### Directions
Which lines of the data include the string "inward"? List them all.
------------
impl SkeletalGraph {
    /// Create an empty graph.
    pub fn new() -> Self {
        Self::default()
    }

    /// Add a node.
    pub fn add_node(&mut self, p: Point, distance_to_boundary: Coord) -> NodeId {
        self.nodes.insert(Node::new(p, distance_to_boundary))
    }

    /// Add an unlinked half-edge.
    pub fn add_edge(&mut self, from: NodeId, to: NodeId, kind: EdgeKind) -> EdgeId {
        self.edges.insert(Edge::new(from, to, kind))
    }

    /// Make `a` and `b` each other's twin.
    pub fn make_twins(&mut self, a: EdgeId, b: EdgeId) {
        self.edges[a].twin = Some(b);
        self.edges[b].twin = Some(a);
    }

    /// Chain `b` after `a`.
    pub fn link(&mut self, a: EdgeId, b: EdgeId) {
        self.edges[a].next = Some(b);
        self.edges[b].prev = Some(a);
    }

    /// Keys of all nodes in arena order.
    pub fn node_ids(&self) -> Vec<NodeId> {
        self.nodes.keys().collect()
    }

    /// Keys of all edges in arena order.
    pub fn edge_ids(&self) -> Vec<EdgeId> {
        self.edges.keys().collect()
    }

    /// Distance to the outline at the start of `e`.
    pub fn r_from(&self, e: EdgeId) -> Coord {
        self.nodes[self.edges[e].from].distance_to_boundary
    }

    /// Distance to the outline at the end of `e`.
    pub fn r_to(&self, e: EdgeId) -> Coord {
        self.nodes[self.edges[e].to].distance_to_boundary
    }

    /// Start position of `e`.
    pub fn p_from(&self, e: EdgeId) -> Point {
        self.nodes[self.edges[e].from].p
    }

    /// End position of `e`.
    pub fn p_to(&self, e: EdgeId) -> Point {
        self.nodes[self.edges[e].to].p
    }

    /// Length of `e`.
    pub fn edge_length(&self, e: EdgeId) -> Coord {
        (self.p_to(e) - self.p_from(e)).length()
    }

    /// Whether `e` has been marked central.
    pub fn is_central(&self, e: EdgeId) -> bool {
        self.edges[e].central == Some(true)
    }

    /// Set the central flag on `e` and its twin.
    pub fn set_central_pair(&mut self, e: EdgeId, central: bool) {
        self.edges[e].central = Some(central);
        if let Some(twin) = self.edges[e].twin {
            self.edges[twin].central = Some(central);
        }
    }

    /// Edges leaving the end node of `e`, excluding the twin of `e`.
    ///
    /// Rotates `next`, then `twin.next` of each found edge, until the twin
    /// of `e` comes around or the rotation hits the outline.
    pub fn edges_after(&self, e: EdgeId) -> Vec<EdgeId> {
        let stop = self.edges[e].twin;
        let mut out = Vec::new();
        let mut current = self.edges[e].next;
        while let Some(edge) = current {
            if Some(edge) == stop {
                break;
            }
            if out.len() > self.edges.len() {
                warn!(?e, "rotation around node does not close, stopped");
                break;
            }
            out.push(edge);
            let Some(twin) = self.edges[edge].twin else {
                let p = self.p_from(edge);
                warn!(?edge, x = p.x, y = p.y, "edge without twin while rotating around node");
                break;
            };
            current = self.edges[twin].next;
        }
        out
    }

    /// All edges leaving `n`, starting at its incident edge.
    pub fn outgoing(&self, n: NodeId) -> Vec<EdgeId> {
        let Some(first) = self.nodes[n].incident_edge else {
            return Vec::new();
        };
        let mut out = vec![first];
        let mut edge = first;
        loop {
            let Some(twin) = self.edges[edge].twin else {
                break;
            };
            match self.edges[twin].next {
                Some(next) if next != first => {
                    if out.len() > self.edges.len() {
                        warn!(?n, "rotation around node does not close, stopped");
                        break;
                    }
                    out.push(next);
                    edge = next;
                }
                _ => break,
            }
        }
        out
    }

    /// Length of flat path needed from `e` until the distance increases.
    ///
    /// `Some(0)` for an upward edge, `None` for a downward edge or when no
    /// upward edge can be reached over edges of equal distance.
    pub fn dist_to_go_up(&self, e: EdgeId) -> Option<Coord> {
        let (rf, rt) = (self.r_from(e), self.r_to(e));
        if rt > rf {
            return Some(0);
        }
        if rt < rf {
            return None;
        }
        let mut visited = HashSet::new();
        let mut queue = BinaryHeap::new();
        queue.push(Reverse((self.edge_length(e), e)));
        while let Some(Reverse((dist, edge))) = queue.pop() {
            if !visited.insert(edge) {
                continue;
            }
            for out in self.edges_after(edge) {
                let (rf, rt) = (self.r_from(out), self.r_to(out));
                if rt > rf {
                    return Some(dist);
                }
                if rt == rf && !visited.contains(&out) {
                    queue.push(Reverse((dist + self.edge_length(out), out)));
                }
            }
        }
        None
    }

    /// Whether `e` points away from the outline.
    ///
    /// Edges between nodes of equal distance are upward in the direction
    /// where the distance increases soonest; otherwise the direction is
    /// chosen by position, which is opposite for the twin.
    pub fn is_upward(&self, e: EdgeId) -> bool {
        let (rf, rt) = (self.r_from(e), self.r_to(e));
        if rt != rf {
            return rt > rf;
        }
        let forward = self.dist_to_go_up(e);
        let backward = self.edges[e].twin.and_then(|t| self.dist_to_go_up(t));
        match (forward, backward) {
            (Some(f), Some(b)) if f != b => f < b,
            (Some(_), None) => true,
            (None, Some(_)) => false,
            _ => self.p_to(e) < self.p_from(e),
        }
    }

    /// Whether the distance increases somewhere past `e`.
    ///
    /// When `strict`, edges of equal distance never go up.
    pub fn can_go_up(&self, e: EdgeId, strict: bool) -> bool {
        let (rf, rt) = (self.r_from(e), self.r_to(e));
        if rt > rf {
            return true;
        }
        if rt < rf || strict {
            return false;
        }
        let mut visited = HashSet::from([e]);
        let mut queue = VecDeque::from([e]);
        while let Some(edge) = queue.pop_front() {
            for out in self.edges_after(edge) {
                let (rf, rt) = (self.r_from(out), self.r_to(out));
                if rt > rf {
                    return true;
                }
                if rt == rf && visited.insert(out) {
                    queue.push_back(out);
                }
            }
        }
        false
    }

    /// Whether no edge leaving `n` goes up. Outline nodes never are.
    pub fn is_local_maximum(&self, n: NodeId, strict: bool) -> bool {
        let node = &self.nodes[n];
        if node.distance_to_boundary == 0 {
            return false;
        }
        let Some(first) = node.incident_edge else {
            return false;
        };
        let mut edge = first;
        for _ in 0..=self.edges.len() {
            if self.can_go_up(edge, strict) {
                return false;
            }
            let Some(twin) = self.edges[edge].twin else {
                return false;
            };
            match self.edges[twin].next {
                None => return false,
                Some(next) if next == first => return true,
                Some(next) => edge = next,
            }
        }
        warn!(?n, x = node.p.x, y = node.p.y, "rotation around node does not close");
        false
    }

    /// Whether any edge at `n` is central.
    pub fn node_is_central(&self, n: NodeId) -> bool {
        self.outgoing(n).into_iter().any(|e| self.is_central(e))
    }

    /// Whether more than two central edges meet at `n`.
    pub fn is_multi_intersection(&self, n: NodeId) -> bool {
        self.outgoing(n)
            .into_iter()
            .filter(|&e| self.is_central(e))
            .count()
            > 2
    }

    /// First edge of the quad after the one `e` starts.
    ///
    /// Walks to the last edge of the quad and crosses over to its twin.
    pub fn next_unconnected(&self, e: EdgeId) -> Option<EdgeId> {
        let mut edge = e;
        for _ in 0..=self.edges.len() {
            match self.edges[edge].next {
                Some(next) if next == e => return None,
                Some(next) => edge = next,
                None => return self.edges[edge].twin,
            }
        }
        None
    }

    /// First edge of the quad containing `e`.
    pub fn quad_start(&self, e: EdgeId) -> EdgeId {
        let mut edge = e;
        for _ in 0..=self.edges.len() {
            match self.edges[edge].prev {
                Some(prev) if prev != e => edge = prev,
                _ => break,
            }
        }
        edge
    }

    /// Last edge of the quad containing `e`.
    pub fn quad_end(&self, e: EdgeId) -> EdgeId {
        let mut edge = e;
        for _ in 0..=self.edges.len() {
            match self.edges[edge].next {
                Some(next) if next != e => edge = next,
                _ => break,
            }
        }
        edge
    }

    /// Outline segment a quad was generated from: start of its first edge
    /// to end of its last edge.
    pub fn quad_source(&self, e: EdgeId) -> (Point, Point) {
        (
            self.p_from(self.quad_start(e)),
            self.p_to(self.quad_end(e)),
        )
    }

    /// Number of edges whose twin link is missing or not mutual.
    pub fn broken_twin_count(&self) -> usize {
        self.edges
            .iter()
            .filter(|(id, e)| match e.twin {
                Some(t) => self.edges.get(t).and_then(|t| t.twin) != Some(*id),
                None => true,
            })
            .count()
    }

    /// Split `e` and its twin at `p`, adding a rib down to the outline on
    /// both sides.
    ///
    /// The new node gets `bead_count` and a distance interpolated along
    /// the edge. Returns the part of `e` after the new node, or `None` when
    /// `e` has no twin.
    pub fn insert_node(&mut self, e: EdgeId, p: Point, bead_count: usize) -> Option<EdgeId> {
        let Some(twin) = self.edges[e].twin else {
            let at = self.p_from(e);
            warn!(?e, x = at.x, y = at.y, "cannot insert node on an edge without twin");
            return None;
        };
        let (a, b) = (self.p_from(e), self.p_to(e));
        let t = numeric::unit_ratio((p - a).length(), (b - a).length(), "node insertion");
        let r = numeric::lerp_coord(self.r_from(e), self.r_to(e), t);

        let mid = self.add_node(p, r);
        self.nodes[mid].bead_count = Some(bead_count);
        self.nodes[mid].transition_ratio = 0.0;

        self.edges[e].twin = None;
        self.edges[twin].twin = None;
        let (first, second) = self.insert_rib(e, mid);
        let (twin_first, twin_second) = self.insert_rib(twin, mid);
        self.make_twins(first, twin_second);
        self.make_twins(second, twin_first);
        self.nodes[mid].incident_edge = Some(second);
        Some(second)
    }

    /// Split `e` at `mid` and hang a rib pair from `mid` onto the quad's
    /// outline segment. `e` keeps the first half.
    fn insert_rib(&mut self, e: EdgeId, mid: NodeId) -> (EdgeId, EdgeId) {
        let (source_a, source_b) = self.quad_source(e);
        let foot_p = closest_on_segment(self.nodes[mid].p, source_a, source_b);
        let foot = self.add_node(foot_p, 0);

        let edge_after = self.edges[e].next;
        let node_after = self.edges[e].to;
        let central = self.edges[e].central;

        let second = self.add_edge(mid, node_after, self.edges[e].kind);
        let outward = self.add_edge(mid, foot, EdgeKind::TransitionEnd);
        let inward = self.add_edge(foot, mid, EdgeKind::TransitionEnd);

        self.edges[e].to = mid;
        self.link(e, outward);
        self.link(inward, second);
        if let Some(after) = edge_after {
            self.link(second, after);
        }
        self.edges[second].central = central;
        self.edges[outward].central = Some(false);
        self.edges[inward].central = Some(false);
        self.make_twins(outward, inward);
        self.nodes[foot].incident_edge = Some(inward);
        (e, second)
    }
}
------------
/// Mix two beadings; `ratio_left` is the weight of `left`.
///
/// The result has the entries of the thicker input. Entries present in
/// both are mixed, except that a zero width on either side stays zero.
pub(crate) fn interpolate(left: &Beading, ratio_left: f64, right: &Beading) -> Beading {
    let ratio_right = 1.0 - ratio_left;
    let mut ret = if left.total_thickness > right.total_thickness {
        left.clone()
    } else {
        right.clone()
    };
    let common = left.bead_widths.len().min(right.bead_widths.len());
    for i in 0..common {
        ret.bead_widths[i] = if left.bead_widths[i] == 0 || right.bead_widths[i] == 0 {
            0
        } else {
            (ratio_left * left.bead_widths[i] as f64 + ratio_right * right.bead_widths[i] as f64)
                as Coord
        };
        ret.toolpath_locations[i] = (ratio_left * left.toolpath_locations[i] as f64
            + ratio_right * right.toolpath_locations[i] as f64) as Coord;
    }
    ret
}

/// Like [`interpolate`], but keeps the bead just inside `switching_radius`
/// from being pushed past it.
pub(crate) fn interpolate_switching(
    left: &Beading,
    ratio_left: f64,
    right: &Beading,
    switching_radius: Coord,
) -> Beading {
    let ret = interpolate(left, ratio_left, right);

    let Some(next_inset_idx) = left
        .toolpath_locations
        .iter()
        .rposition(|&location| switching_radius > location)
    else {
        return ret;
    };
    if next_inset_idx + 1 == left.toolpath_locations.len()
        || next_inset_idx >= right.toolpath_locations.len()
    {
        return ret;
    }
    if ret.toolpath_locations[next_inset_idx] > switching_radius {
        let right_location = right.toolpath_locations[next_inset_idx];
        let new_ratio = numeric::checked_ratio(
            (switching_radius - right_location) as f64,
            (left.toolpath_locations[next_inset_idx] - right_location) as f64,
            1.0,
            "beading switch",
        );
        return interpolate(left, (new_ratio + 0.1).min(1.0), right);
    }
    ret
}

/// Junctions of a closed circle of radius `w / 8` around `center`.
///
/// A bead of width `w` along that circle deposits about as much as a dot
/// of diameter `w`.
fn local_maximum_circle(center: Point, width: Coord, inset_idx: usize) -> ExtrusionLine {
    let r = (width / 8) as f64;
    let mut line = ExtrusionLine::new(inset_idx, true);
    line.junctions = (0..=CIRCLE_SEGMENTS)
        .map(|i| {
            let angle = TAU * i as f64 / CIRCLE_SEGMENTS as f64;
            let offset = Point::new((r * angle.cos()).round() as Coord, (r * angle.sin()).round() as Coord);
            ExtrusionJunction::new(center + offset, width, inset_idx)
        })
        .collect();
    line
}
------------
### Answer box
        let inward = self.add_edge(foot, mid, EdgeKind::TransitionEnd);
        self.link(inward, second);
        self.edges[inward].central = Some(false);
        self.make_twins(outward, inward);
        self.nodes[foot].incident_edge = Some(inward);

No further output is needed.